To do: Nothing but a number is expected: the count of lines in the data below that include "metadata".

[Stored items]

####

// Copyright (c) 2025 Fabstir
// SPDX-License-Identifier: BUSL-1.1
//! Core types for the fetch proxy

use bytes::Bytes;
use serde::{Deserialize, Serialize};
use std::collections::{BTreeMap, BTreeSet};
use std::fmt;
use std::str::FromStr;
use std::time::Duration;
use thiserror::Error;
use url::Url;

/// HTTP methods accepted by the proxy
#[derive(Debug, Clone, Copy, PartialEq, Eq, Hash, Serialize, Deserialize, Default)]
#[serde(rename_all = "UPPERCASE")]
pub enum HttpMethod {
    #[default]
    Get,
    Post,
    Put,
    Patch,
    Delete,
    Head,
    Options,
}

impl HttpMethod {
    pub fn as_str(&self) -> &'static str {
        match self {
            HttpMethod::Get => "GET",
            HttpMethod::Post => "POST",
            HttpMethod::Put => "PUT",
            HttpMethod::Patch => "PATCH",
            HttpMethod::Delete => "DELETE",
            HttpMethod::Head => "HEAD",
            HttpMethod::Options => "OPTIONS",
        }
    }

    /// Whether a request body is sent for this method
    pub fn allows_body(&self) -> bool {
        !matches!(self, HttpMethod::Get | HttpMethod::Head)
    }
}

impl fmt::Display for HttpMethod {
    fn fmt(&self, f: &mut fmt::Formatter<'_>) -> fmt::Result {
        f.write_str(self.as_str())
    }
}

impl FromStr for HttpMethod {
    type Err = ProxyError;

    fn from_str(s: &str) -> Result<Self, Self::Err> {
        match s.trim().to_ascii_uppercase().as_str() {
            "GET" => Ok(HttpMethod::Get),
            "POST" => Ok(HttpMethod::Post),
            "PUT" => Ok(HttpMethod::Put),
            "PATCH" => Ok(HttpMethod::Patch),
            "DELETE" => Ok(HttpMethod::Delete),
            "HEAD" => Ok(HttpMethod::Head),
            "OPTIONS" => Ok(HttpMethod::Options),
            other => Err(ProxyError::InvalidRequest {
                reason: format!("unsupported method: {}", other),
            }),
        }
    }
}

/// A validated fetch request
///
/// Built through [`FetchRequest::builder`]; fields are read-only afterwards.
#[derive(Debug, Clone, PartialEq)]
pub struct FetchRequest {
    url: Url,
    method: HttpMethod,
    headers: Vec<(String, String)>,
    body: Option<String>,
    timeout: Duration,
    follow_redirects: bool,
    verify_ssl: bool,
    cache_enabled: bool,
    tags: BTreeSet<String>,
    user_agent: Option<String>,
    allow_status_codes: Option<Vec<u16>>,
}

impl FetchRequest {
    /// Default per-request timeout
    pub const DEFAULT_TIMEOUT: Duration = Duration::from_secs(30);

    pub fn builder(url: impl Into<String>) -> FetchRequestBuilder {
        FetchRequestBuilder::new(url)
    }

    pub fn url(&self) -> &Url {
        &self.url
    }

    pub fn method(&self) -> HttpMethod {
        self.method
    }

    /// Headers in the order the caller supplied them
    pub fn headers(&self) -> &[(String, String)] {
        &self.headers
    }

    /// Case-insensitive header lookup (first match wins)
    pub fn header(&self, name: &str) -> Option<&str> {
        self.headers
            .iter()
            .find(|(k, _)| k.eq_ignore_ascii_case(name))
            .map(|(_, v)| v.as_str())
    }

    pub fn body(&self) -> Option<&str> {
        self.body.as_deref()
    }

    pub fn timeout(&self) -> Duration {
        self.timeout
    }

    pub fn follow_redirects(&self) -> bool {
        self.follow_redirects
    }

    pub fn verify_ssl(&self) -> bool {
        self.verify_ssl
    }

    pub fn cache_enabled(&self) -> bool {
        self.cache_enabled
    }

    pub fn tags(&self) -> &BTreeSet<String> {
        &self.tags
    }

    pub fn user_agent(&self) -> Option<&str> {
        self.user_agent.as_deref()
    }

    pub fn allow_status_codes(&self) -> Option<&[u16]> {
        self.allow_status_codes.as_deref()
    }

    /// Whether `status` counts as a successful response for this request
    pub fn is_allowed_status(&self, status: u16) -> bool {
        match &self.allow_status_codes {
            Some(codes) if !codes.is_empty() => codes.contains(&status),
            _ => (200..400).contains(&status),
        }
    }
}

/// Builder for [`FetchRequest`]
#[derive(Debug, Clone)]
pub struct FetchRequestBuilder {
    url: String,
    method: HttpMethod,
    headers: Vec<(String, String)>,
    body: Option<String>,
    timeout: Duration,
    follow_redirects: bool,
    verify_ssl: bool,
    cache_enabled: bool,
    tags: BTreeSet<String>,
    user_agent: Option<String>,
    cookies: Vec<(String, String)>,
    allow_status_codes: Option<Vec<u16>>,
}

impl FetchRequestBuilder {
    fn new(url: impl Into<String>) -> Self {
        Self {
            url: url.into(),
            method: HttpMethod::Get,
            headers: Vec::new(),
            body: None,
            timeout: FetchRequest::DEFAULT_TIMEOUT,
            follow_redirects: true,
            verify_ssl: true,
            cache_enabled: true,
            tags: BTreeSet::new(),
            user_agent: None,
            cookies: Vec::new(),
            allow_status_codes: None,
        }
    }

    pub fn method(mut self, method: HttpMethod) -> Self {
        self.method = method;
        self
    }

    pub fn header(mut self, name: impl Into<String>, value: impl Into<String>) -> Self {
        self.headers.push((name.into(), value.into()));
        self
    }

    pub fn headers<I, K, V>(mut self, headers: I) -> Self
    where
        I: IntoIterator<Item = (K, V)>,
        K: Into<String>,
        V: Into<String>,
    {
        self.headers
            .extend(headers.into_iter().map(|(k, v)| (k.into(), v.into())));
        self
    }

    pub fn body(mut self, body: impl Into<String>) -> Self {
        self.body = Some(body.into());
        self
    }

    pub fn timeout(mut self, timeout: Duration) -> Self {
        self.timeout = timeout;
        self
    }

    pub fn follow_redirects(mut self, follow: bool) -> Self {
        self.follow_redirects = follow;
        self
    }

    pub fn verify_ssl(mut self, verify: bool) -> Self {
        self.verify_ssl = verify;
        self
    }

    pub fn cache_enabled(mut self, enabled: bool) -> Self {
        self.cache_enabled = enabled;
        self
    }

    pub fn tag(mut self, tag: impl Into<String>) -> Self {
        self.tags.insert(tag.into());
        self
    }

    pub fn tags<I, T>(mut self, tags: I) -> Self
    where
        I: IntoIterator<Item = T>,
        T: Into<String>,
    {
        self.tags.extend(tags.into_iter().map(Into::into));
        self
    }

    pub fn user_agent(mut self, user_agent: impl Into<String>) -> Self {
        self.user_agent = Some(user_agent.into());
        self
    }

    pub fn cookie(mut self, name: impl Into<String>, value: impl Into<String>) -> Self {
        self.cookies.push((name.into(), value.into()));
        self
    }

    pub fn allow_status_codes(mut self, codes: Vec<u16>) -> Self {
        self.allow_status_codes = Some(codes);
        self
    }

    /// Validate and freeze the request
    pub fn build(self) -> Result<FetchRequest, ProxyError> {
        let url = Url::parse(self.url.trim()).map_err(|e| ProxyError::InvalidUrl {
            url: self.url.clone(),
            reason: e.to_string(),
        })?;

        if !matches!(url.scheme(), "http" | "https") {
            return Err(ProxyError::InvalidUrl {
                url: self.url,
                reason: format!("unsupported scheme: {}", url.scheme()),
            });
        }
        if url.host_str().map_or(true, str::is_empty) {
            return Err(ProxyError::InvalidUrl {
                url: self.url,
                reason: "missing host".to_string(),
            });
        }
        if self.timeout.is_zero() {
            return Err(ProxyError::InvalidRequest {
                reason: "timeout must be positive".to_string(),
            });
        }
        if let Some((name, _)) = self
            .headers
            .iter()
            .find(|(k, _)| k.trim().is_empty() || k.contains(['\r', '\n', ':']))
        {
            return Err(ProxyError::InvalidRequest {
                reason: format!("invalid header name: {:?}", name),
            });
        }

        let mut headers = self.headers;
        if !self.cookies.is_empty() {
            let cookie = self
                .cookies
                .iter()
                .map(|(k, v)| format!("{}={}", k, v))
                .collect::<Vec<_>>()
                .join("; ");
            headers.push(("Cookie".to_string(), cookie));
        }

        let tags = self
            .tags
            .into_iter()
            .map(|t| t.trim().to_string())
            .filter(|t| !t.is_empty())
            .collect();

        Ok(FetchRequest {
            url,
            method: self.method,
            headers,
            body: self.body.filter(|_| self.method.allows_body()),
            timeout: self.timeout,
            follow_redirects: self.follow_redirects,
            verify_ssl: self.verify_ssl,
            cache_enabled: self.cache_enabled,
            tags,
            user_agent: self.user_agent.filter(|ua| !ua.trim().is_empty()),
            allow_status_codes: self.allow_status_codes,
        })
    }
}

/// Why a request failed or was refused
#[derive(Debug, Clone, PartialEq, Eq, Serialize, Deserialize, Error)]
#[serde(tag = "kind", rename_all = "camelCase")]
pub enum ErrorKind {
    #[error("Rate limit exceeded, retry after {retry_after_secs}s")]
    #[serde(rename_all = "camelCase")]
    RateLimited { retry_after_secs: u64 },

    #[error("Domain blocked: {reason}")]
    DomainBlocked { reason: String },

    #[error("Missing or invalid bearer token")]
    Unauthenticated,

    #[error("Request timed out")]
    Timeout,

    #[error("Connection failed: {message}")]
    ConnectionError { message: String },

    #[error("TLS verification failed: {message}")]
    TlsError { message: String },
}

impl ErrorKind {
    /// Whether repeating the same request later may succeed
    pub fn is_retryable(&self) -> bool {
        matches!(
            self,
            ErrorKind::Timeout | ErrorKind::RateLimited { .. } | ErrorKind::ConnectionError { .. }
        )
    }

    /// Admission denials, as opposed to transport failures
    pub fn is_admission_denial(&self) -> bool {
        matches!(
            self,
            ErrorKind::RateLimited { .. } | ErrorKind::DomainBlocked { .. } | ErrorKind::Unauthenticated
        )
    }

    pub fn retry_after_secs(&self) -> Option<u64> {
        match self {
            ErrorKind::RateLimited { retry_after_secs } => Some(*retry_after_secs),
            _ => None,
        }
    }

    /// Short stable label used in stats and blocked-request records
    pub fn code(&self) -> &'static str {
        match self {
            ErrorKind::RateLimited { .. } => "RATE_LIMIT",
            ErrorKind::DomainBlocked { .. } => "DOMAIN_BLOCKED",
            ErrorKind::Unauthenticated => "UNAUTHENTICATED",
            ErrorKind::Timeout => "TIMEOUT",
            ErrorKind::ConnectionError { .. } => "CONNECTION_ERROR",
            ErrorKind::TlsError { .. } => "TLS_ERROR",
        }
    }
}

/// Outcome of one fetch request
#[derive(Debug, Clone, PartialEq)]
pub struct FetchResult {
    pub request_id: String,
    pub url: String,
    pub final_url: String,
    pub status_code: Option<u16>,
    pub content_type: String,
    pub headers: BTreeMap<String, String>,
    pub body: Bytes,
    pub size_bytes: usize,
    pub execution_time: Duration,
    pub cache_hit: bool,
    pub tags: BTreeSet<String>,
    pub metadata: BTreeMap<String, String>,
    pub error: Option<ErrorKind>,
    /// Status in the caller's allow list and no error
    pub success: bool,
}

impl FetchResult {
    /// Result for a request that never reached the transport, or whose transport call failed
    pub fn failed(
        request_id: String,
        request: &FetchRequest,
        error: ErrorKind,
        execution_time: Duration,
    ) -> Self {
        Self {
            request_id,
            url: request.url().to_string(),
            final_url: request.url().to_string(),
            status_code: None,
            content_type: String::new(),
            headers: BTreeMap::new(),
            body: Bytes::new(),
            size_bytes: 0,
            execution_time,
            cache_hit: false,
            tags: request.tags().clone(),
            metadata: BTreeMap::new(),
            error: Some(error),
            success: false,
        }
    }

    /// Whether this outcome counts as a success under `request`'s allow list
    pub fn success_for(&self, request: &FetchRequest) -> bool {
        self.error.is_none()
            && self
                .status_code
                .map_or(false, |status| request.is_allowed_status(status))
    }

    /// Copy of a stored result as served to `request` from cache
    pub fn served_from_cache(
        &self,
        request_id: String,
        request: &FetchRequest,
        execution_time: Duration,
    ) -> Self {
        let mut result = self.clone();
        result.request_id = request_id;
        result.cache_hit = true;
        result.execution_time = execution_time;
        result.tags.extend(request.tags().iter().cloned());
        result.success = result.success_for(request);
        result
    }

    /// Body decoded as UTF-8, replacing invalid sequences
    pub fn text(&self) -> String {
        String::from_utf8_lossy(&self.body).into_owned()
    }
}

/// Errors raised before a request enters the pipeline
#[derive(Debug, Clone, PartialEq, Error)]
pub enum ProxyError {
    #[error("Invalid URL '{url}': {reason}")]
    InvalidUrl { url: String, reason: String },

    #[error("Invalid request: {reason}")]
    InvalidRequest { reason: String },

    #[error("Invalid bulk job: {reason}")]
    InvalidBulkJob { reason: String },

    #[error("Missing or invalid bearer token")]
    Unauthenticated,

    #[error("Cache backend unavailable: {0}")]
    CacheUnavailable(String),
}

####

Answer box: 2